Renovasculaire hypertensie: symptomen
Renovasculaire hypertensie wordt meestal gediagnosticeerd wanneer de eerste episodes van hypertensie optreden vóór de leeftijd van 30 (voornamelijk bij vrouwen) of na 50 jaar (vooral bij mannen), en wanneer plotseling eerder goed behandelde hypertensie lastig wordt tot kalmte. Helaas is dit type hypertensie echter niet eenvoudig te diagnosticeren, en zeker niet door een medisch basisonderzoek. De meeste symptomen zijn gewoon hetzelfde als die van primaire hypertensie. De aandacht van de arts moet echter worden gevestigd op:
- optreden van hypertensie voor 30 of na 50 jaar
- refractaire hypertensie bij patiënten die de juiste combinatie van drie antihypertensiva krijgen
- ontwikkeling van nierfalen na toediening van ACE-remmers of angiotensine II-receptorantagonisten
- plotselinge verslechtering van voorheen goed gecontroleerde hypertensie
- algemene symptomen van atherosclerose
- epigastrisch geruis
- terugkerend longoedeem
- asymmetrie van niergrootte (meer dan 1,5 cm)
- lage kaliumspiegels in het bloed
- hypokaliëmie
- alkalose
- verslechterende nierfunctie
Renovasculaire hypertensie: diagnose
We voeren een aantal diagnostische tests uit om renovasculaire hypertensie op te sporen. De procedure is min of meer zo dat als na een maand behandeling met een calciumantagonist (bijv. amlodipine) met een bèta-adrenerge blokker (bijv. atenolol) en een diureticum (bijv. indapamide), de bloeddruk niet gestabiliseerd is, de patiënt verdere, diepgaande diagnose ondergaan richting renovasculaire hypertensie
De test die nuttig is bij de diagnose van de ziekte in kwestie is duplex-Doppler, d.w.z. echografie met de mogelijkheid om de bloedstroom te beoordelen op een geselecteerde plaats van het arteriële en veneuze vat. Uw arts kan ook een CT-scan of MRI aanbevelen. Aan de andere kant is het beste onderzoek - zij het invasief - angiografie van de niervaten (renewasografie).
Behandeling van renovasculaire hypertensie
Er zijn drie behandelingen voor renovasculaire hypertensie:
- percutane ballonangioplastiek gecombineerd met stenting
- chirurgische correctie van een vernauwde nierslagader
- medicamenteuze behandeling
Patiënten die wachten op een operatie of die geen operatie kunnen ondergaan, worden standaard farmacologisch behandeld. Net als bij de behandeling van essentiële hypertensie worden angiotensineconverterende enzymremmers, calciumkanaalblokkers en bèta-adrenerge blokkers gegeven. Het gebruik van een angiotensineconverterende enzymremmer is echter niet van toepassing op patiënten met TSN van beide of alleen de nieren, omdat dit acuut nierfalen kan veroorzaken.

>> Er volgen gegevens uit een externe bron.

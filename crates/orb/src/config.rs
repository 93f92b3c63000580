use std::fs;
use std::path::{Path, PathBuf};

use serde::{Deserialize, Serialize};

use crate::geometry::MAX_SEGMENTS;
use crate::palette::BrandColor;

#[derive(Debug, thiserror::Error)]
pub enum ConfigError {
    #[error("failed to read configuration at {path}: {source}")]
    Io {
        path: PathBuf,
        #[source]
        source: std::io::Error,
    },
    #[error("failed to parse configuration: {0}")]
    Parse(#[from] toml::de::Error),
    #[error("failed to serialize configuration: {0}")]
    Serialize(#[from] toml::ser::Error),
    #[error("invalid brand colour '{0}'; expected #RRGGBB")]
    InvalidColor(String),
    #[error("invalid configuration: {0}")]
    Invalid(String),
}

/// Everything that parameterises one orb instance.
///
/// Every field has a default, so an empty TOML document yields the stock
/// look: a lime-tinted sphere drifting slowly in front of a 40° camera.
#[derive(Debug, Clone, PartialEq, Serialize, Deserialize)]
#[serde(default, deny_unknown_fields)]
pub struct OrbConfig {
    /// Identifier of the container the orb is embedded into.
    pub container_id: String,
    pub brand_color: BrandColor,
    /// Displacement along the normal per unit of wave field.
    pub amplitude: f32,
    /// Base spatial frequency of the wave field.
    pub frequency: f32,
    /// Multiplier on the specular highlights.
    pub gloss: f32,
    /// Shader time advances at `elapsed * time_scale`.
    pub time_scale: f32,
    pub camera: CameraConfig,
    /// Upper bound on the device pixel ratio used for the render target.
    pub max_pixel_ratio: f32,
    /// Minimum render height as a fraction of the viewport height.
    pub min_height_fraction: f32,
    /// Width thresholds (exclusive) mapped to orb scales, ascending.
    pub breakpoints: Vec<Breakpoint>,
    /// Scale used at and above the last breakpoint.
    pub default_scale: f32,
    pub tessellation: TessellationConfig,
    pub motion: MotionConfig,
    pub pointer: PointerConfig,
}

#[derive(Debug, Clone, Copy, PartialEq, Serialize, Deserialize)]
pub struct Breakpoint {
    pub max_width: u32,
    pub scale: f32,
}

#[derive(Debug, Clone, Copy, PartialEq, Serialize, Deserialize)]
#[serde(default, deny_unknown_fields)]
pub struct CameraConfig {
    pub fov_degrees: f32,
    pub distance: f32,
    pub near: f32,
    pub far: f32,
}

#[derive(Debug, Clone, Copy, PartialEq, Serialize, Deserialize)]
#[serde(default, deny_unknown_fields)]
pub struct TessellationConfig {
    /// Containers wider than this get the dense mesh.
    pub threshold: u32,
    pub dense: u32,
    pub coarse: u32,
}

/// Decorative baseline motion, independent of input.
#[derive(Debug, Clone, Copy, PartialEq, Serialize, Deserialize)]
#[serde(default, deny_unknown_fields)]
pub struct MotionConfig {
    /// Yaw drift in radians per second.
    pub drift_rate: f32,
    pub wobble_rate: f32,
    pub wobble_amplitude: f32,
    pub bob_rate: f32,
    pub bob_amplitude: f32,
}

#[derive(Debug, Clone, Copy, PartialEq, Serialize, Deserialize)]
#[serde(default, deny_unknown_fields)]
pub struct PointerConfig {
    pub yaw_gain: f32,
    pub pitch_gain: f32,
    /// Fraction of the remaining distance covered per pointer event.
    pub easing: f32,
}

impl Default for OrbConfig {
    fn default() -> Self {
        Self {
            container_id: "orb-container".to_string(),
            brand_color: BrandColor::default(),
            amplitude: 0.12,
            frequency: 2.6,
            gloss: 1.1,
            time_scale: 0.9,
            camera: CameraConfig::default(),
            max_pixel_ratio: 2.0,
            min_height_fraction: 0.45,
            breakpoints: vec![
                Breakpoint {
                    max_width: 480,
                    scale: 0.7,
                },
                Breakpoint {
                    max_width: 768,
                    scale: 0.85,
                },
                Breakpoint {
                    max_width: 1100,
                    scale: 0.95,
                },
            ],
            default_scale: 1.0,
            tessellation: TessellationConfig::default(),
            motion: MotionConfig::default(),
            pointer: PointerConfig::default(),
        }
    }
}

impl Default for CameraConfig {
    fn default() -> Self {
        Self {
            fov_degrees: 40.0,
            distance: 3.2,
            near: 0.1,
            far: 100.0,
        }
    }
}

impl Default for TessellationConfig {
    fn default() -> Self {
        Self {
            threshold: 700,
            dense: 160,
            coarse: 80,
        }
    }
}

impl Default for MotionConfig {
    fn default() -> Self {
        Self {
            drift_rate: 0.08,
            wobble_rate: 0.12,
            wobble_amplitude: 0.03,
            bob_rate: 0.5,
            bob_amplitude: 0.045,
        }
    }
}

impl Default for PointerConfig {
    fn default() -> Self {
        Self {
            yaw_gain: 0.25,
            pitch_gain: 0.12,
            easing: 0.06,
        }
    }
}

impl OrbConfig {
    /// Parses and validates a TOML document.
    pub fn from_toml_str(source: &str) -> Result<Self, ConfigError> {
        let config: Self = toml::from_str(source)?;
        config.validate()?;
        Ok(config)
    }

    pub fn load(path: &Path) -> Result<Self, ConfigError> {
        let source = fs::read_to_string(path).map_err(|source| ConfigError::Io {
            path: path.to_path_buf(),
            source,
        })?;
        let config = Self::from_toml_str(&source)?;
        tracing::debug!(path = %path.display(), "loaded orb configuration");
        Ok(config)
    }

    pub fn to_toml_string(&self) -> Result<String, ConfigError> {
        Ok(toml::to_string_pretty(self)?)
    }

    pub fn validate(&self) -> Result<(), ConfigError> {
        if self.container_id.trim().is_empty() {
            return invalid("container_id must not be empty");
        }
        for (name, value) in [
            ("amplitude", self.amplitude),
            ("frequency", self.frequency),
            ("gloss", self.gloss),
            ("time_scale", self.time_scale),
        ] {
            if !value.is_finite() || value < 0.0 {
                return invalid(format!("{name} must be a non-negative number"));
            }
        }
        if !(self.max_pixel_ratio.is_finite() && self.max_pixel_ratio >= 1.0) {
            return invalid("max_pixel_ratio must be at least 1.0");
        }
        if !(0.0..=1.0).contains(&self.min_height_fraction) {
            return invalid("min_height_fraction must be within 0.0..=1.0");
        }
        if !(self.default_scale.is_finite() && self.default_scale > 0.0) {
            return invalid("default_scale must be positive");
        }
        let mut previous: Option<u32> = None;
        for breakpoint in &self.breakpoints {
            if !(breakpoint.scale.is_finite() && breakpoint.scale > 0.0) {
                return invalid(format!(
                    "breakpoint at {}px has non-positive scale",
                    breakpoint.max_width
                ));
            }
            if previous.is_some_and(|prev| breakpoint.max_width <= prev) {
                return invalid("breakpoints must be strictly ascending by max_width");
            }
            previous = Some(breakpoint.max_width);
        }
        let camera = &self.camera;
        if !(camera.fov_degrees > 0.0 && camera.fov_degrees < 180.0) {
            return invalid("camera.fov_degrees must be within (0, 180)");
        }
        if !(camera.distance > 0.0 && camera.near > 0.0 && camera.far > camera.near) {
            return invalid("camera requires distance > 0 and 0 < near < far");
        }
        for segments in [self.tessellation.dense, self.tessellation.coarse] {
            if !(3..=MAX_SEGMENTS).contains(&segments) {
                return invalid(format!(
                    "tessellation segments must be within 3..={MAX_SEGMENTS}"
                ));
            }
        }
        if !(self.pointer.easing > 0.0 && self.pointer.easing <= 1.0) {
            return invalid("pointer.easing must be within (0, 1]");
        }
        Ok(())
    }
}

fn invalid<T>(message: impl Into<String>) -> Result<T, ConfigError> {
    Err(ConfigError::Invalid(message.into()))
}

#[cfg(test)]
mod tests {
    use std::io::Write;

    use super::*;

    #[test]
    fn empty_document_yields_defaults() {
        let config = OrbConfig::from_toml_str("").unwrap();
        assert_eq!(config, OrbConfig::default());
    }

    #[test]
    fn parses_partial_overrides() {
        let config = OrbConfig::from_toml_str(
            r##"
brand_color = "#FF0080"
amplitude = 0.2

[pointer]
easing = 0.1

[[breakpoints]]
max_width = 600
scale = 0.5
"##,
        )
        .unwrap();
        assert_eq!(config.brand_color.to_hex(), "#FF0080");
        assert_eq!(config.amplitude, 0.2);
        assert_eq!(config.pointer.easing, 0.1);
        assert_eq!(config.pointer.yaw_gain, 0.25);
        assert_eq!(config.breakpoints.len(), 1);
        assert_eq!(config.gloss, 1.1);
    }

    #[test]
    fn rejects_unsorted_breakpoints() {
        let err = OrbConfig::from_toml_str(
            r#"
[[breakpoints]]
max_width = 900
scale = 0.9

[[breakpoints]]
max_width = 400
scale = 0.7
"#,
        )
        .unwrap_err();
        assert!(matches!(err, ConfigError::Invalid(_)));
    }

    #[test]
    fn rejects_bad_colour_and_unknown_keys() {
        assert!(OrbConfig::from_toml_str("brand_color = \"lime\"").is_err());
        assert!(matches!(
            OrbConfig::from_toml_str("colour = 1"),
            Err(ConfigError::Parse(_))
        ));
    }

    #[test]
    fn rejects_out_of_range_easing() {
        let mut config = OrbConfig::default();
        config.pointer.easing = 1.5;
        assert!(config.validate().is_err());
        config.pointer.easing = 0.0;
        assert!(config.validate().is_err());
    }

    #[test]
    fn rejects_out_of_range_tessellation() {
        let mut config = OrbConfig::default();
        config.tessellation.dense = 70_000;
        assert!(config.validate().is_err());
        config.tessellation.dense = MAX_SEGMENTS;
        assert!(config.validate().is_ok());
        config.tessellation.coarse = 2;
        assert!(config.validate().is_err());

        let err = OrbConfig::from_toml_str("[tessellation]\ndense = 70000\n").unwrap_err();
        assert!(err.to_string().contains("tessellation"), "{err}");
    }

    #[test]
    fn round_trips_through_file() {
        let mut file = tempfile::NamedTempFile::new().unwrap();
        let mut config = OrbConfig::default();
        config.gloss = 1.4;
        file.write_all(config.to_toml_string().unwrap().as_bytes())
            .unwrap();

        let loaded = OrbConfig::load(file.path()).unwrap();
        assert_eq!(loaded, config);
    }

    #[test]
    fn missing_file_reports_path() {
        let dir = tempfile::tempdir().unwrap();
        let path = dir.path().join("absent.toml");
        let err = OrbConfig::load(&path).unwrap_err();
        assert!(err.to_string().contains("absent.toml"));
    }
}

Chirurgische behandeling bestaat uit de transplantatie van een fragment van de slagader, chirurgische verwijding of herstel van de slagader. Als het echter om een operatie gaat, is het belangrijk om eerst de oorzaak van de vernauwing van de slagader te kennen. Als het bijvoorbeeld wordt veroorzaakt door fibromusculaire dysplasie, zal percutane angioplastiek betere resultaten opleveren. Het omvat het inbrengen van een speciale ballon door de dijbeenslagader om deze te openen, en vervolgens een stent die de slagader in een verwijde staat houdt.
Bij atherosclerose is deze methode effectief wanneer de stenose de hoofdstam aantast en zich niet bij de uitgang van de nierslagader uit de aorta bevindt. In andere gevallen komt het voor dat de plaque terugkomt.